What seems to happen is that the first page written by the ubiformat command actually has the wrong ECC. This is then detected and corrected by ubiattach (but the block is never marked bad because the next write to it works fine). Once UBIFS volumes are set up and actual data is written to the partition, a lot more of these errors crop up.

The bug seems to be caused by the ordering of the GPMC ECC configuration register writes, and the behaviour is not documented anywhere as far as I could find. The only way I could get it to work was to re-organise the register access to be the same as before the above mentioned commit.

Here is a patch that fixes the issue: 6472.gpmc_ecc.diff

I'm not sure why it works though (all the other ordering combinations I tried don't seem to work). If anyone has any insights into what's going on here or documentation I've missed I would appreciate the feedback.
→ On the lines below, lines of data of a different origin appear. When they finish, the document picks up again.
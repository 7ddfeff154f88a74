//! Error types for the warehouse MCP server.
//!
//! This module defines all error types using `thiserror`. Each variant maps
//! to one of the outcomes the tool surface can report: configuration
//! problems (startup-fatal), caller-correctable input errors, guard
//! rejections, policy denials, catalog misses, and upstream engine failures.

use thiserror::Error;

#[derive(Error, Debug)]
pub enum ServerError {
    /// Malformed allow-list or connection configuration. Fatal at startup;
    /// the process does not proceed.
    #[error("Configuration error: {message}")]
    Configuration { message: String },

    /// A table name that is not fully qualified as `database.schema.table`.
    #[error(
        "Malformed table identifier '{input}': expected fully qualified 'database.schema.table'"
    )]
    MalformedIdentifier { input: String },

    /// SQL that is structurally unsafe to execute: multi-statement,
    /// non-read-only, or containing an unqualified table reference.
    #[error("Statement rejected: {reason}")]
    Rejected { reason: String },

    /// A referenced scope falls outside the allow-list. The message names
    /// only the scope; it must not reveal whether the table exists.
    #[error("Access denied: scope '{scope}' is not covered by the configured allow-list")]
    Denied { scope: String },

    /// Scope allowed but the table is absent from the catalog.
    #[error("Table '{table}' not found in the warehouse catalog")]
    NotFound { table: String },

    /// The execution engine itself failed: connectivity, SQL syntax beyond
    /// the guard's structural checks, or a runtime error. Never retried here.
    #[error("Warehouse error: {message}")]
    Upstream {
        message: String,
        /// e.g., "42P01" for undefined table
        sql_state: Option<String>,
    },
}

impl ServerError {
    /// Create a configuration error.
    pub fn configuration(message: impl Into<String>) -> Self {
        Self::Configuration {
            message: message.into(),
        }
    }

    /// Create a malformed identifier error.
    pub fn malformed_identifier(input: impl Into<String>) -> Self {
        Self::MalformedIdentifier {
            input: input.into(),
        }
    }

    /// Create a rejected statement error.
    pub fn rejected(reason: impl Into<String>) -> Self {
        Self::Rejected {
            reason: reason.into(),
        }
    }

    /// Create a denied error for a database/schema scope.
    pub fn denied(scope: impl Into<String>) -> Self {
        Self::Denied {
            scope: scope.into(),
        }
    }

    /// Create a not-found error.
    pub fn not_found(table: impl Into<String>) -> Self {
        Self::NotFound {
            table: table.into(),
        }
    }

    /// Create an upstream engine error.
    pub fn upstream(message: impl Into<String>, sql_state: Option<String>) -> Self {
        Self::Upstream {
            message: message.into(),
            sql_state,
        }
    }

    /// True for errors the caller can fix by changing the request.
    pub fn is_caller_correctable(&self) -> bool {
        matches!(
            self,
            Self::MalformedIdentifier { .. } | Self::Rejected { .. } | Self::Denied { .. }
        )
    }
}

/// Convert sqlx errors into upstream engine errors.
impl From<sqlx::Error> for ServerError {
    fn from(err: sqlx::Error) -> Self {
        match err {
            sqlx::Error::Configuration(msg) => ServerError::configuration(msg.to_string()),
            sqlx::Error::Database(db_err) => {
                let code = db_err.code().map(|c| c.to_string());
                ServerError::upstream(db_err.message().to_string(), code)
            }
            sqlx::Error::PoolTimedOut => {
                ServerError::upstream("Connection pool acquire timed out", None)
            }
            sqlx::Error::PoolClosed => ServerError::upstream("Connection pool is closed", None),
            sqlx::Error::Io(io_err) => ServerError::upstream(format!("I/O error: {io_err}"), None),
            sqlx::Error::Tls(tls_err) => {
                ServerError::upstream(format!("TLS error: {tls_err}"), None)
            }
            sqlx::Error::Protocol(msg) => {
                ServerError::upstream(format!("Protocol error: {msg}"), None)
            }
            other => ServerError::upstream(other.to_string(), None),
        }
    }
}

/// Result type alias for server operations.
pub type ServerResult<T> = Result<T, ServerError>;

/// Convert ServerError to MCP ErrorData for semantic error categorization.
///
/// Caller-correctable errors map to `invalid_params`, catalog misses to
/// `resource_not_found`, and everything else to `internal_error`.
impl From<ServerError> for rmcp::ErrorData {
    fn from(err: ServerError) -> Self {
        match &err {
            ServerError::MalformedIdentifier { .. }
            | ServerError::Rejected { .. }
            | ServerError::Denied { .. } => rmcp::ErrorData::invalid_params(err.to_string(), None),

            ServerError::NotFound { .. } => {
                rmcp::ErrorData::resource_not_found(err.to_string(), None)
            }

            ServerError::Upstream { sql_state, .. } => {
                let msg = match sql_state {
                    Some(code) => format!("{} (SQLSTATE: {})", err, code),
                    None => err.to_string(),
                };
                rmcp::ErrorData::internal_error(msg, None)
            }

            ServerError::Configuration { .. } => {
                rmcp::ErrorData::internal_error(err.to_string(), None)
            }
        }
    }
}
  • It appears there's a second issue that comes up with the new branch that looks very similar to the one above, once again causing ECC errors when using BCH ECC.
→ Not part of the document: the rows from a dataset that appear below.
//! Read-only SQL statement guard.
//!
//! This module decides whether a submitted SQL text is a single, read-only,
//! fully-qualified statement, and extracts the table references it mentions
//! so the router can check them against the scope allow-list.
//!
//! The guard is deliberately a lexical/structural check, not a SQL parser:
//! it tokenizes the text with awareness of string literals, quoted
//! identifiers, and `--`/block comments, then inspects the token stream.
//! Syntax beyond these checks is left to the warehouse engine. Tokenizing
//! before keyword matching matters for correctness both ways: a keyword
//! inside a string literal must not trigger a rejection, and a mutating
//! keyword hidden behind a comment must not slip through.

use crate::models::TableIdentifier;
use std::collections::BTreeSet;

/// Verdict from the guard: either a pass-through candidate carrying the
/// referenced tables in order of first appearance (duplicates included), or
/// a structural rejection with the reason.
#[derive(Debug, Clone, PartialEq, Eq)]
pub enum GuardVerdict {
    Candidate { tables: Vec<TableIdentifier> },
    Rejected { reason: String },
}

impl GuardVerdict {
    fn rejected(reason: impl Into<String>) -> Self {
        Self::Rejected {
            reason: reason.into(),
        }
    }
}

// =============================================================================
// Tokenizer
// =============================================================================

#[derive(Debug, Clone, PartialEq, Eq)]
enum Token {
    /// Bare or quoted identifier/keyword. `value` has quoting stripped.
    Ident { value: String, quoted: bool },
    /// Numeric literal
    Number,
    /// String literal (contents are irrelevant to the guard)
    StringLit,
    /// Any single punctuation or operator character
    Punct(char),
}

impl Token {
    /// Uppercased value of a bare (unquoted) identifier, or None.
    fn keyword(&self) -> Option<String> {
        match self {
            Token::Ident {
                value,
                quoted: false,
            } => Some(value.to_ascii_uppercase()),
            _ => None,
        }
    }

    fn is_keyword(&self, kw: &str) -> bool {
        self.keyword().is_some_and(|k| k == kw)
    }
}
    The easiest way I found to reproduce it:

    1. Erase NAND flash partition
    2. ubiformat the partition
    3. ubiattach to the partition
    4. ubimkvol create 2 volumes (important to make more than one)
    5. ubidetach from the partition
    6. ubiattach to the partition again

    The resulting kernel dumps look like this:

    UBI error: ubi_io_read: error -74 (ECC error) while reading 1024 bytes from PEB 47:1024, read 1024 bytes
    Backtrace:
    [<c0048dc8>] (dump_backtrace+0x0/0x110) from [<c03601a8>] (dump_stack+0x18/0x1c)
    r6:00000400 r5:ffffffb6 r4:dd8ca800 r3:60000113
    [<c0360190>] (dump_stack+0x0/0x1c) from [<c0231658>] (ubi_io_read+0x1cc/0x2a4)
    [<c023148c>] (ubi_io_read+0x0/0x2a4) from [<c0231b90>] (ubi_io_read_vid_hdr+0x78/0x21c)
    [<c0231b18>] (ubi_io_read_vid_hdr+0x0/0x21c) from [<c0230988>] (ubi_eba_copy_leb+0x34c/0x510)
    [<c023063c>] (ubi_eba_copy_leb+0x0/0x510) from [<c0233674>] (wear_leveling_worker+0x274/0x5ec)
    [<c0233400>] (wear_leveling_worker+0x0/0x5ec) from [<c023324c>] (do_work+0xb0/0xec)
    [<c023319c>] (do_work+0x0/0xec) from [<c0234670>] (ubi_thread+0xd8/0x164)
    r6:c394c000 r5:00000000 r4:dd8ca800 r3:00000000
    [<c0234598>] (ubi_thread+0x0/0x164) from [<c00843ac>] (kthread+0x90/0x98)
    [<c008431c>] (kthread+0x0/0x98) from [<c0070358>] (do_exit+0x0/0x5d8)
    r6:c0070358 r5:c008431c r4:dd869e40
    UBI: run torture test for PEB 47
    UBI: PEB 47 passed torture test, do not mark it as bad

    The issue appears to arise because the UBI driver believes subpage write are supported by the lower layers. At some point it will then issue a subpage write. This is however not supported by the OMAP2 NAND driver so the intermediating layer translates the subpage write into a full page write with a padding of 0xFF bytes.

    Multiple writes like that, with no erase commands between, would ordinarily work, as the 0xFF bytes don't overwrite existing data in NAND flash. However, this breaks in the ECC region since there is a unique ECC signature for 0xFF data and so subsequent writes end up overwriting each others' ECC output.

    This issue did not previously show up because the code contained a hack to disable ECC entirely for non-page aligned reads, however, this was removed in commit 45fc6a7 exposing this issue.

    The easiest fix seems to be to simply tell the driver we don't support subpage writes early enough for this to be propagated in the initialisation code. Here is a patch to do this: 3581.subpage_ecc.diff

    I would appreciate some feedback on this issue to confirm I'm on the right track and haven't missed something here.